A comienzos del 39, en un traslado de tropas, volcó el camión en el que íbamos y a mí se me fracturó el fémur en el accidente. No hay mal que por bien no venga, lo mismo gracias a esto salvé el pellejo. Nos evacuaron a los heridos, estuve 68 días en el hospital tumbado boca arriba con la pierna en alto. Luego una larga temporada con muletas. El hueso me soldó bien, solo que me quedó la pierna 2 cm más corta.
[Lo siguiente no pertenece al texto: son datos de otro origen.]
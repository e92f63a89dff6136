//! Credential pair and session payloads.

use std::fmt;

use serde::{Deserialize, Serialize};

use super::claims;

/// Bearer credential pair issued by the auth server.
///
/// Always replaced as a whole; nothing mutates one in place.
///
/// # Example
/// ```
/// use lapse::auth::Credential;
///
/// let credential = Credential::new("header.payload.signature", "refresh-1");
/// assert_eq!(credential.refresh_token, "refresh-1");
/// ```
#[derive(Clone, PartialEq, Eq, Serialize, Deserialize)]
pub struct Credential {
    pub access_token: String,
    pub refresh_token: String,
}

impl Credential {
    pub fn new(access_token: impl Into<String>, refresh_token: impl Into<String>) -> Self {
        Self {
            access_token: access_token.into(),
            refresh_token: refresh_token.into(),
        }
    }
}

impl fmt::Debug for Credential {
    fn fmt(&self, f: &mut fmt::Formatter<'_>) -> fmt::Result {
        f.debug_struct("Credential")
            .field("access_token", &"..")
            .field("refresh_token", &"..")
            .finish()
    }
}

/// An authenticated session: the credential plus who it belongs to.
#[derive(Debug, Clone, PartialEq, Eq)]
pub struct Session {
    pub credential: Credential,
    pub user_id: Option<String>,
}

impl Session {
    /// Build a session, taking the identity from the token's `sub` claim.
    pub fn from_credential(credential: Credential) -> Self {
        let user_id = claims::decode(&credential.access_token)
            .ok()
            .and_then(|claims| claims.subject);
        Self {
            credential,
            user_id,
        }
    }
}
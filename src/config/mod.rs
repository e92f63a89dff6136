//! Configuration system (layered: code > env > config file > defaults).

use std::fs;
use std::path::Path;
use std::time::Duration;

use serde::Deserialize;

use crate::error::LapseError;
use crate::poll::BackoffSchedule;

pub const ENV_REFRESH_BUFFER_SECONDS: &str = "LAPSE_REFRESH_BUFFER_SECONDS";
pub const ENV_BASE_INTERVAL_MS: &str = "LAPSE_BASE_INTERVAL_MS";
pub const ENV_BACKOFF_THRESHOLDS: &str = "LAPSE_BACKOFF_THRESHOLDS";
pub const ENV_BACKOFF_MULTIPLIERS: &str = "LAPSE_BACKOFF_MULTIPLIERS";
pub const ENV_NETWORK_RETRY_DELAY_MS: &str = "LAPSE_NETWORK_RETRY_DELAY_MS";
pub const ENV_REQUEST_TIMEOUT_MS: &str = "LAPSE_REQUEST_TIMEOUT_MS";

/// Timing knobs for credential renewal and status polling.
///
/// # Example
/// ```
/// use std::time::Duration;
/// use lapse::config::LapseConfig;
///
/// let config = LapseConfig::default().with_base_interval(Duration::from_secs(5));
/// assert_eq!(config.refresh_buffer, Duration::from_secs(120));
/// assert!(config.validate().is_ok());
/// ```
#[derive(Debug, Clone, PartialEq)]
pub struct LapseConfig {
    /// How long before expiry a renewal is attempted.
    pub refresh_buffer: Duration,
    /// Poll interval for the first backoff stage.
    pub base_interval: Duration,
    pub backoff: BackoffSchedule,
    /// Fixed retry cadence while the network is unreachable.
    pub network_retry_delay: Duration,
    /// Deadline for a single refresh or status request.
    pub request_timeout: Duration,
}

impl Default for LapseConfig {
    fn default() -> Self {
        Self {
            refresh_buffer: Duration::from_secs(120),
            base_interval: Duration::from_millis(15_000),
            backoff: BackoffSchedule::default(),
            network_retry_delay: Duration::from_millis(120_000),
            request_timeout: Duration::from_secs(30),
        }
    }
}

impl LapseConfig {
    /// Defaults overlaid with `LAPSE_*` environment variables (and `.env`).
    pub fn from_env() -> Result<Self, LapseError> {
        let _ = dotenvy::dotenv(); // load .env if present, ignore error
        Self::default().apply_env()
    }

    /// Config file (if it exists) overlaid with the environment.
    pub fn load(path: impl AsRef<Path>) -> Result<Self, LapseError> {
        let _ = dotenvy::dotenv();
        Self::load_from_path(path)?.apply_env()
    }

    /// Read a TOML config file over the defaults.
    ///
    /// A missing file yields the defaults.
    pub fn load_from_path(path: impl AsRef<Path>) -> Result<Self, LapseError> {
        let path = path.as_ref();
        match fs::read_to_string(path) {
            Ok(raw) => Self::from_toml_str(&raw).map_err(|e| match e {
                LapseError::Configuration(msg) => {
                    LapseError::Configuration(format!("{}: {msg}", path.display()))
                }
                other => other,
            }),
            Err(err) if err.kind() == std::io::ErrorKind::NotFound => Ok(Self::default()),
            Err(err) => Err(LapseError::Io(err)),
        }
    }

    pub fn from_toml_str(raw: &str) -> Result<Self, LapseError> {
        let file: ConfigFile =
            toml::from_str(raw).map_err(|e| LapseError::Configuration(e.to_string()))?;
        let mut config = Self::default();
        if let Some(secs) = file.refresh_buffer_seconds {
            config.refresh_buffer = Duration::from_secs(secs);
        }
        if let Some(ms) = file.base_interval_ms {
            config.base_interval = Duration::from_millis(ms);
        }
        if let Some(ms) = file.network_retry_delay_ms {
            config.network_retry_delay = Duration::from_millis(ms);
        }
        if let Some(ms) = file.request_timeout_ms {
            config.request_timeout = Duration::from_millis(ms);
        }
        if file.backoff_thresholds.is_some() || file.backoff_multipliers.is_some() {
            config.backoff = BackoffSchedule::new(
                file.backoff_thresholds
                    .unwrap_or_else(|| config.backoff.thresholds().to_vec()),
                file.backoff_multipliers
                    .unwrap_or_else(|| config.backoff.multipliers().to_vec()),
            )?;
        }
        config.validate()?;
        Ok(config)
    }

    /// Overlay `LAPSE_*` variables from the process environment.
    pub fn apply_env(self) -> Result<Self, LapseError> {
        self.apply_vars(|key| std::env::var(key).ok())
    }

    /// Overlay variables from an arbitrary lookup.
    pub fn apply_vars(
        mut self,
        lookup: impl Fn(&str) -> Option<String>,
    ) -> Result<Self, LapseError> {
        if let Some(secs) = parse_var::<u64>(&lookup, ENV_REFRESH_BUFFER_SECONDS)? {
            self.refresh_buffer = Duration::from_secs(secs);
        }
        if let Some(ms) = parse_var::<u64>(&lookup, ENV_BASE_INTERVAL_MS)? {
            self.base_interval = Duration::from_millis(ms);
        }
        if let Some(ms) = parse_var::<u64>(&lookup, ENV_NETWORK_RETRY_DELAY_MS)? {
            self.network_retry_delay = Duration::from_millis(ms);
        }
        if let Some(ms) = parse_var::<u64>(&lookup, ENV_REQUEST_TIMEOUT_MS)? {
            self.request_timeout = Duration::from_millis(ms);
        }
        let thresholds = parse_list(&lookup, ENV_BACKOFF_THRESHOLDS)?;
        let multipliers = parse_list(&lookup, ENV_BACKOFF_MULTIPLIERS)?;
        if thresholds.is_some() || multipliers.is_some() {
            self.backoff = BackoffSchedule::new(
                thresholds.unwrap_or_else(|| self.backoff.thresholds().to_vec()),
                multipliers.unwrap_or_else(|| self.backoff.multipliers().to_vec()),
            )?;
        }
        self.validate()?;
        Ok(self)
    }

    pub fn with_refresh_buffer(mut self, buffer: Duration) -> Self {
        self.refresh_buffer = buffer;
        self
    }

    pub fn with_base_interval(mut self, interval: Duration) -> Self {
        self.base_interval = interval;
        self
    }

    pub fn with_backoff(mut self, backoff: BackoffSchedule) -> Self {
        self.backoff = backoff;
        self
    }

    pub fn with_network_retry_delay(mut self, delay: Duration) -> Self {
        self.network_retry_delay = delay;
        self
    }

    pub fn with_request_timeout(mut self, timeout: Duration) -> Self {
        self.request_timeout = timeout;
        self
    }

    /// Reject values that would make a timer spin.
    pub fn validate(&self) -> Result<(), LapseError> {
        if self.base_interval.is_zero() {
            return Err(LapseError::Configuration(
                "base poll interval must be greater than zero".to_string(),
            ));
        }
        if self.network_retry_delay.is_zero() {
            return Err(LapseError::Configuration(
                "network retry delay must be greater than zero".to_string(),
            ));
        }
        if self.request_timeout.is_zero() {
            return Err(LapseError::Configuration(
                "request timeout must be greater than zero".to_string(),
            ));
        }
        Ok(())
    }
}

#[derive(Debug, Default, Deserialize)]
#[serde(deny_unknown_fields)]
struct ConfigFile {
    refresh_buffer_seconds: Option<u64>,
    base_interval_ms: Option<u64>,
    backoff_thresholds: Option<Vec<u32>>,
    backoff_multipliers: Option<Vec<u32>>,
    network_retry_delay_ms: Option<u64>,
    request_timeout_ms: Option<u64>,
}

fn parse_var<T: std::str::FromStr>(
    lookup: &impl Fn(&str) -> Option<String>,
    key: &str,
) -> Result<Option<T>, LapseError> {
    match lookup(key) {
        None => Ok(None),
        Some(raw) => raw
            .trim()
            .parse()
            .map(Some)
            .map_err(|_| LapseError::Configuration(format!("{key} is not a valid number: {raw}"))),
    }
}

fn parse_list(
    lookup: &impl Fn(&str) -> Option<String>,
    key: &str,
) -> Result<Option<Vec<u32>>, LapseError> {
    let Some(raw) = lookup(key) else {
        return Ok(None);
    };
    raw.split(',')
        .map(str::trim)
        .filter(|item| !item.is_empty())
        .map(|item| {
            item.parse::<u32>().map_err(|_| {
                LapseError::Configuration(format!("{key} has a non-numeric entry: {item}"))
            })
        })
        .collect::<Result<Vec<_>, _>>()
        .map(Some)
}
A diferencia de otros muchos, quizá destinados en lugares de menor peligro, nunca pasamos hambre, comíamos relativamente bien. Además yo tenía ciertos privilegios para acceder al suministro mientras estuve de asistente. El encargado de intendencia era un respetado oficial moro, macilento curiosamente, un viejo carcamal de poco más de 50 años, pero que aparentaba 70. (Conoció a Franco de teniente en la guerra de África). Muy estricto, mas alguna vez le cogía latas y alguna que otra cosa para una fiestecilla. Unas veces por tener autorización del capitán y otras por hacérselo creer si la cosa se ponía fea: “Yo ahora, chau, chau –hacía el gesto del pulgar en la boca- decir a capitán Nájera”. Un sanabrés al que conocí en Zaragoza llenó la andorga gracias a mí. Las había pasado de a kilo, no sabía cómo agradecérmelo el pobre.
Sí pasé un frío atroz en Teruel o en Huesca, noches en vela moviéndote para no morir congelado. O largas marchas caminando dormido, vencido por el sueño y la fatiga. Hasta que, como dijo aquel, cautivo y desarmado, se rindió el ejército rojo y acabó la guerra. La paz, no obstante, no vino para todos.
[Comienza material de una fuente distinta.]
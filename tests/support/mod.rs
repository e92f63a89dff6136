#![allow(dead_code)]

use std::collections::VecDeque;
use std::sync::atomic::{AtomicBool, AtomicUsize, Ordering};
use std::sync::{Arc, Mutex};
use std::time::Duration;

use async_trait::async_trait;
use base64::engine::general_purpose::URL_SAFE_NO_PAD;
use base64::Engine;
use chrono::Utc;
use lapse::auth::{AuthError, Credential, CredentialRefresher, Reachability};
use lapse::poll::{FetchError, PollEvent, StatusFetcher, StatusReport, StatusValue};
use serde_json::{json, Value};
use tokio::time::Instant;

/// Build an unsigned JWT-shaped token around `claims`.
pub fn mint(claims: Value) -> String {
    let header = URL_SAFE_NO_PAD.encode(br#"{"alg":"HS256","typ":"JWT"}"#);
    let payload = URL_SAFE_NO_PAD.encode(claims.to_string());
    format!("{header}.{payload}.signature")
}

/// Token whose `exp` is `secs` from the wall clock (negative for the past).
pub fn token_expiring_in(secs: i64) -> String {
    mint(json!({ "sub": "user-1", "exp": Utc::now().timestamp() + secs }))
}

pub fn credential_expiring_in(secs: i64, refresh_token: &str) -> Credential {
    Credential::new(token_expiring_in(secs), refresh_token)
}

/// Let spawned tasks run without moving the clock meaningfully.
pub async fn settle() {
    tokio::time::sleep(Duration::from_millis(1)).await;
}

/// Refresher that answers from a script, then with fresh credentials.
pub struct MockRefresher {
    script: Mutex<VecDeque<Result<Credential, AuthError>>>,
    calls: AtomicUsize,
    seen: Mutex<Vec<String>>,
    delay: Duration,
    renew_for_secs: i64,
}

impl MockRefresher {
    pub fn new() -> Self {
        Self {
            script: Mutex::new(VecDeque::new()),
            calls: AtomicUsize::new(0),
            seen: Mutex::new(Vec::new()),
            delay: Duration::ZERO,
            renew_for_secs: 3600,
        }
    }

    pub fn with_delay(mut self, delay: Duration) -> Self {
        self.delay = delay;
        self
    }

    /// Lifetime of the credentials handed out once the script runs dry.
    pub fn renewing_for(mut self, secs: i64) -> Self {
        self.renew_for_secs = secs;
        self
    }

    pub fn then(self, result: Result<Credential, AuthError>) -> Self {
        self.script.lock().unwrap().push_back(result);
        self
    }

    pub fn calls(&self) -> usize {
        self.calls.load(Ordering::SeqCst)
    }

    pub fn refresh_tokens_seen(&self) -> Vec<String> {
        self.seen.lock().unwrap().clone()
    }
}

#[async_trait]
impl CredentialRefresher for MockRefresher {
    async fn refresh(&self, refresh_token: &str) -> Result<Credential, AuthError> {
        let call = self.calls.fetch_add(1, Ordering::SeqCst) + 1;
        self.seen.lock().unwrap().push(refresh_token.to_string());
        if !self.delay.is_zero() {
            tokio::time::sleep(self.delay).await;
        }
        let scripted = self.script.lock().unwrap().pop_front();
        scripted.unwrap_or_else(|| {
            Ok(credential_expiring_in(
                self.renew_for_secs,
                &format!("refresh-{call}"),
            ))
        })
    }
}

/// Reachability the test flips by hand.
pub struct ToggleReachability(AtomicBool);

impl ToggleReachability {
    pub fn new(reachable: bool) -> Self {
        Self(AtomicBool::new(reachable))
    }

    pub fn set(&self, reachable: bool) {
        self.0.store(reachable, Ordering::SeqCst);
    }
}

#[async_trait]
impl Reachability for ToggleReachability {
    async fn is_reachable(&self) -> bool {
        self.0.load(Ordering::SeqCst)
    }
}

/// Fetcher that answers from a script, then repeats `fallback`.
pub struct ScriptedFetcher<S> {
    script: Mutex<VecDeque<Result<S, FetchError>>>,
    fallback: S,
    calls: Mutex<Vec<Instant>>,
    delay: Duration,
}

impl<S: StatusValue> ScriptedFetcher<S> {
    pub fn new(fallback: S) -> Self {
        Self {
            script: Mutex::new(VecDeque::new()),
            fallback,
            calls: Mutex::new(Vec::new()),
            delay: Duration::ZERO,
        }
    }

    pub fn with_delay(mut self, delay: Duration) -> Self {
        self.delay = delay;
        self
    }

    pub fn then(self, status: S) -> Self {
        self.script.lock().unwrap().push_back(Ok(status));
        self
    }

    pub fn then_fail(self, error: FetchError) -> Self {
        self.script.lock().unwrap().push_back(Err(error));
        self
    }

    pub fn calls(&self) -> usize {
        self.calls.lock().unwrap().len()
    }

    /// Gaps between consecutive fetch starts.
    pub fn intervals(&self) -> Vec<Duration> {
        let calls = self.calls.lock().unwrap();
        calls.windows(2).map(|pair| pair[1] - pair[0]).collect()
    }
}

#[async_trait]
impl<S: StatusValue> StatusFetcher<S> for ScriptedFetcher<S> {
    async fn fetch_status(&self, _resource_id: &str) -> Result<StatusReport<S>, FetchError> {
        self.calls.lock().unwrap().push(Instant::now());
        if !self.delay.is_zero() {
            tokio::time::sleep(self.delay).await;
        }
        let scripted = self.script.lock().unwrap().pop_front();
        scripted
            .unwrap_or_else(|| Ok(self.fallback.clone()))
            .map(StatusReport::new)
    }
}

/// Shared log of `(from, to)` transitions and a callback appending to it.
pub fn transition_log<S: StatusValue>() -> (Arc<Mutex<Vec<(S, S)>>>, impl Fn(&S, &S) + Send + Sync + 'static) {
    let log = Arc::new(Mutex::new(Vec::new()));
    let sink = Arc::clone(&log);
    (log, move |from: &S, to: &S| {
        sink.lock().unwrap().push((from.clone(), to.clone()))
    })
}

/// Shared log of poll events and a sink appending to it.
pub fn event_log<S: StatusValue>() -> (Arc<Mutex<Vec<PollEvent<S>>>>, impl Fn(PollEvent<S>) + Send + Sync + 'static) {
    let log = Arc::new(Mutex::new(Vec::new()));
    let sink = Arc::clone(&log);
    (log, move |event: PollEvent<S>| sink.lock().unwrap().push(event))
}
Seguí mi convalecencia y, permiso en el pueblo de por medio, embarqué con mi tabor de Tiradores para las islas Afortunadas. En Gran Canaria pasé el año nuevo 1940 y permanecí aquí 13 meses maravillosos. La eterna primavera. Por primera vez en mucho tiempo fui feliz. Cuando media España se moría de hambre y la otra media malvivía del estraperlo yo gocé del Paraíso. ¡Este gato vidrialés al fin vio el mar y se bañó en el Atlántico! (Durante la guerra se lavó lo justo: menos que un gato con la lengua mala) Más que nadar había aprendido a flotar en el Tera y en la Almucera, en Quintanilla. Uno es de secano, tanta agua, tanta agua me daba miedo, para qué engañarnos. Luego fui cogiendo paulatinamente cierto gusto por las olas.
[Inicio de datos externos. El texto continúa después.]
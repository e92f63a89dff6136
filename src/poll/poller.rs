//! Adaptive status polling.
//!
//! Each watch runs one driver task that owns its [`PollSession`]. The task
//! is the only thing that fetches, so there is never more than one fetch in
//! flight per resource and never more than one pending deadline. Stopping
//! cancels the task's token; anything the task observes after that point is
//! discarded without notifying.

use std::collections::HashMap;
use std::sync::{Arc, Mutex, MutexGuard};
use std::time::Duration;

use tokio::sync::mpsc::{self, error::TrySendError};
use tokio::sync::watch;
use tokio::time::{sleep_until, Instant};
use tokio_util::sync::CancellationToken;
use tracing::{debug, info, warn};
use uuid::Uuid;

use super::backoff::BackoffSchedule;
use super::error::{FetchError, PollError};
use super::fetcher::StatusFetcher;
use super::lifecycle::{AppState, LifecycleSource};
use super::status::StatusValue;
use crate::config::LapseConfig;
use crate::util::timeout::with_timeout;

/// Called with `(previous, current)` whenever a fetched status differs from
/// the last one seen.
pub type TransitionCallback<S> = Arc<dyn Fn(&S, &S) + Send + Sync>;

/// Receives every observable step of every watch on a poller.
pub type PollEventSink<S> = Arc<dyn Fn(PollEvent<S>) + Send + Sync>;

/// Polling timing.
#[derive(Debug, Clone, PartialEq, Eq)]
pub struct PollerSettings {
    pub base_interval: Duration,
    pub backoff: BackoffSchedule,
    pub request_timeout: Duration,
}

impl Default for PollerSettings {
    fn default() -> Self {
        Self::from(&LapseConfig::default())
    }
}

impl From<&LapseConfig> for PollerSettings {
    fn from(config: &LapseConfig) -> Self {
        Self {
            base_interval: config.base_interval,
            backoff: config.backoff.clone(),
            request_timeout: config.request_timeout,
        }
    }
}

/// Observable state of one watched resource.
#[derive(Debug, Clone, PartialEq)]
pub struct PollSession<S> {
    pub resource_id: String,
    /// Fetches attempted since the watch started or was last refreshed by hand.
    pub attempt_count: u32,
    pub last_known_status: Option<S>,
    /// Delay that applies before the next scheduled fetch.
    pub current_interval: Duration,
    pub is_active: bool,
    pub is_paused_by_background: bool,
}

impl<S> PollSession<S> {
    fn new(resource_id: String, interval: Duration) -> Self {
        Self {
            resource_id,
            attempt_count: 0,
            last_known_status: None,
            current_interval: interval,
            is_active: true,
            is_paused_by_background: false,
        }
    }
}

#[derive(Debug, Clone, PartialEq)]
pub struct PollEvent<S> {
    pub resource_id: String,
    /// Attempt number the event belongs to.
    pub attempt: u32,
    pub kind: PollEventKind<S>,
}

#[derive(Debug, Clone, PartialEq)]
pub enum PollEventKind<S> {
    Fetched { status: S },
    Transition { from: S, to: S },
    FetchFailed { error: FetchError },
    Paused,
    Resumed,
    Terminal { status: S },
    Stopped,
}

/// Roughly 30 years: where an unrepresentable deadline is parked.
const FAR_FUTURE: Duration = Duration::from_secs(86_400 * 365 * 30);

/// `now + delay`, saturating instead of overflowing `Instant`.
fn deadline_after(delay: Duration) -> Instant {
    let now = Instant::now();
    now.checked_add(delay)
        .or_else(|| now.checked_add(FAR_FUTURE))
        .unwrap_or(now)
}

type Registry = Arc<Mutex<HashMap<String, Uuid>>>;

fn lock_registry(registry: &Registry) -> MutexGuard<'_, HashMap<String, Uuid>> {
    registry.lock().unwrap_or_else(|poisoned| poisoned.into_inner())
}

fn release(registry: &Registry, resource_id: &str, id: Uuid) {
    let mut active = lock_registry(registry);
    if active.get(resource_id) == Some(&id) {
        active.remove(resource_id);
    }
}

enum PollCommand {
    RefreshNow,
}

/// Watches resources until they reach a terminal status.
///
/// # Example
/// ```ignore
/// let poller = StatusPoller::new(PollerSettings::default(), fetcher, lifecycle);
/// let handle = poller.watch("res-42", |from, to| println!("{from:?} -> {to:?}"))?;
/// handle.refresh_now()?;
/// handle.stop();
/// ```
pub struct StatusPoller<S: StatusValue> {
    settings: PollerSettings,
    fetcher: Arc<dyn StatusFetcher<S>>,
    lifecycle: Arc<dyn LifecycleSource>,
    events: Option<PollEventSink<S>>,
    registry: Registry,
}

impl<S: StatusValue> Clone for StatusPoller<S> {
    fn clone(&self) -> Self {
        Self {
            settings: self.settings.clone(),
            fetcher: Arc::clone(&self.fetcher),
            lifecycle: Arc::clone(&self.lifecycle),
            events: self.events.clone(),
            registry: Arc::clone(&self.registry),
        }
    }
}
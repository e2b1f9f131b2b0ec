//! 트레이딩 에이전트의 에러 타입.
//!
//! 이 모듈은 제어 루프 전반에서 사용되는 에러 타입을 정의합니다.
//! 외부 협력자 호출 실패는 [`GatewayError`]로 표현되며,
//! 이곳의 [`TraderError`]로 감싸져 전파됩니다.

use thiserror::Error;

use crate::domain::GatewayError;

/// 핵심 트레이딩 에러.
#[derive(Debug, Error)]
pub enum TraderError {
    /// 시세 조회 실패 (해당 사이클에서 자산을 건너뜀)
    #[error("시세 조회 불가: {0}")]
    QuoteUnavailable(String),

    /// 주문 실행 또는 청산 실패 (사이클 내 재시도하지 않음)
    #[error("실행 에러: {0}")]
    Execution(String),

    /// 외부 협력자 에러
    #[error("게이트웨이 에러: {0}")]
    Gateway(#[from] GatewayError),

    /// 사이클 경계에서 포착된 기타 장애
    #[error("루프 장애: {0}")]
    LoopFault(String),
}

/// 트레이딩 작업을 위한 Result 타입.
pub type TraderResult<T> = Result<T, TraderError>;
Los mutilados de guerra teníamos un estatus y privilegios especiales. Rebajados de guardias, por supuesto, no teníamos que formar, etc. Tenía una paga de 17 pesetas mensuales que entonces daba para algo. (¿El sueldo de un jornalero no llegaría a 25 pesetas? En proporción era carísimo el venganós, como me gusta llamar la comida) El alojamiento y el venganós eran gratis naturalmente. ¡Y podíamos ir al cine gratis! Todos los días. Me sabía las películas de Benito Perojo y de Florián Rey de memoria. Y algunas extranjeras. Y las canciones de Imperio Argentina, Estrellita Castro, Conchita Piquer o Angelillo. Y el cómico Miguel Ligero. ¡Y entrar a salones de baile gratis también! Así que me eché varias novias canarias… ¿Quién da más?
Muchas veces, y ahora mismo al recordarte, ¡oh, Gran Canaria querida!, siento como una punzada de nostalgia, y acuden dulcemente a mi memoria esos alegres días de aquel tiempo tan lindo que se fue.